В ранее проведенных исследованиях установлено, что у пациентов, направленных на коронарное шунтирование, имеет место статистически значимая обратная корреляция между величиной фракции выброса и уровнями оЛПНП [10]. Установлена также взаимосвязь между содержанием АТ к оЛПНП и количеством гемодинамически значимых стенозов периферических артерий [12, 15]. Ряд публикаций демонстрирует негативное влияние AT к oЛПНП на развитие атеросклероза и его прогрессирование с последующим возникновением ИМ [8, 14]. Однако в других исследованиях не было найдено каких-либо существенных различий в величине титра АТ к оЛПНП между пациентами без поражения КА и больными с 1-, 2- и 3-сосудистым поражением КА и стенозами ≥ 50%. Не выявлено и существенных различий в величине титра АТ к оЛПНП как у пациентов со стабильным течением ИБС, так и при ОКС [14].
Считается, что МФА характеризуется более интенсивным течением ПОЛ: чем больше бассейнов артериального русла поражено атеросклеротическим процессом, тем выше показатели ПОЛ [5]. С данной гипотезой согласуются полученные нами данные по концентрации оЛПНП в госпитальном периоде. Так, у лиц с атеросклеротическим поражением концентрация оЛПНП статистически значимо выше аналогичного показателя в группе пациентов без атеросклероза, причем максимальные величины оЛПНП обнаружены у пациентов с поражением трех сосудистых бассейнов.

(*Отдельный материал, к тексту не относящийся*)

mod common;

use anyhow::Result;
use reqwest::StatusCode;
use serde_json::{json, Value};

use therapy_crm::auth::{generate_jwt, Claims};

#[tokio::test]
async fn dashboard_routes_require_bearer_token() -> Result<()> {
    let server = common::TestServer::start().await?;
    let client = server.anonymous();

    for res in [
        client.get(server.url("/patients")).send().await?,
        client.post(server.url("/patients")).json(&json!({"name": "x", "email": "x@y.z"})).send().await?,
        client.delete(server.url("/patients?id=00000000-0000-0000-0000-000000000000")).send().await?,
        client.post(server.url("/send-email")).send().await?,
        client.get(server.url("/trigger-emails")).send().await?,
        client.post(server.url("/notify-session")).send().await?,
    ] {
        assert_eq!(res.status(), StatusCode::UNAUTHORIZED);
        let body: Value = res.json().await?;
        assert_eq!(body["code"], "UNAUTHORIZED");
        assert_eq!(body["error"], true);
    }
    Ok(())
}

#[tokio::test]
async fn token_signed_with_another_secret_is_rejected() -> Result<()> {
    let server = common::TestServer::start().await?;
    let forged = generate_jwt(&Claims::therapist("mallory", 1), "not-the-secret")?;

    let res = server
        .anonymous()
        .get(server.url("/patients"))
        .bearer_auth(forged)
        .send()
        .await?;
    assert_eq!(res.status(), StatusCode::UNAUTHORIZED);
    Ok(())
}

#[tokio::test]
async fn form_routes_need_no_login() -> Result<()> {
    let server = common::TestServer::start().await?;

    let res = server.anonymous().get(server.url("/form/not-a-token")).send().await?;
    assert_eq!(res.status(), StatusCode::BAD_REQUEST);
    let body: Value = res.json().await?;
    assert_eq!(body["code"], "INVALID_TOKEN");

    let res = server
        .anonymous()
        .post(server.url("/submit-form"))
        .json(&json!({ "token": "not-a-token", "mood": 3 }))
        .send()
        .await?;
    assert_eq!(res.status(), StatusCode::BAD_REQUEST);
    Ok(())
}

Титр АТ к оЛПНП в сравниваемых нами группах значимо не различался, однако отмечалась тенденция к большей концентрации данного показателя у пациентов без атеросклероза по сравнению с больными МФА и изолированным атеросклерозом КА. Следует отметить, что сведения о связи АТ к оЛПНП с атеросклеротическим поражением противоречивы. Так, ряд исследователей обнаруживают повышенный уровень АТ к оЛПНП у больных ИБС и атеросклерозом иных локализаций [8, 10, 12, 14, 15], другие, напротив, полагают, что четкая связь между атеросклерозом и АТ к оЛПНП отсутствует [7, 17]. Существуют также работы, в которых показано атеропротективное действие АТ к оЛПНП [4].

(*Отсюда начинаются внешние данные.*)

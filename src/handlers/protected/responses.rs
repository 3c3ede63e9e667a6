use axum::extract::{Query, State};

use crate::database::models::FormSubmission;
use crate::middleware::{ApiResponse, ApiResult};
use crate::state::AppState;

use super::IdQuery;

/// GET /responses?id= - Submitted check-in forms, newest first
pub async fn get(State(state): State<AppState>, Query(query): Query<IdQuery>) -> ApiResult<Vec<FormSubmission>> {
    let id = query.required()?;
    let submissions = state.records().submissions(id).await?;
    Ok(ApiResponse::success(submissions))
}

Таким образом, в последнее время об оЛПНП сложилось мнение как о маркере неблагоприятного течения ИБС и МФА, что подтверждается и в нашем исследовании, в то время как АТ к оЛПНП рассматриваются с различных позиций в отношении влияния на развитие и прогрессирование атеросклероза.
ЗАКЛЮЧЕНИЕ
Частота встречаемости мультифокального атеросклероза (МФА) у больных острым коронарным синдромом без подъема сегмента ST (ОКСбпST) составила 44%. Больные с атеросклеротическим поражением трех сосудистых бассейнов характеризуются более высокой концентрацией окисленных липопротеинов низкой плотности (оЛПНП) по сравнению с пациентами с ОКСбпST как с изолированным коронарным атеросклерозом, так и без признаков атеросклеротического поражения. В данном исследовании не определена роль антител к оЛПНП в развитии МФА.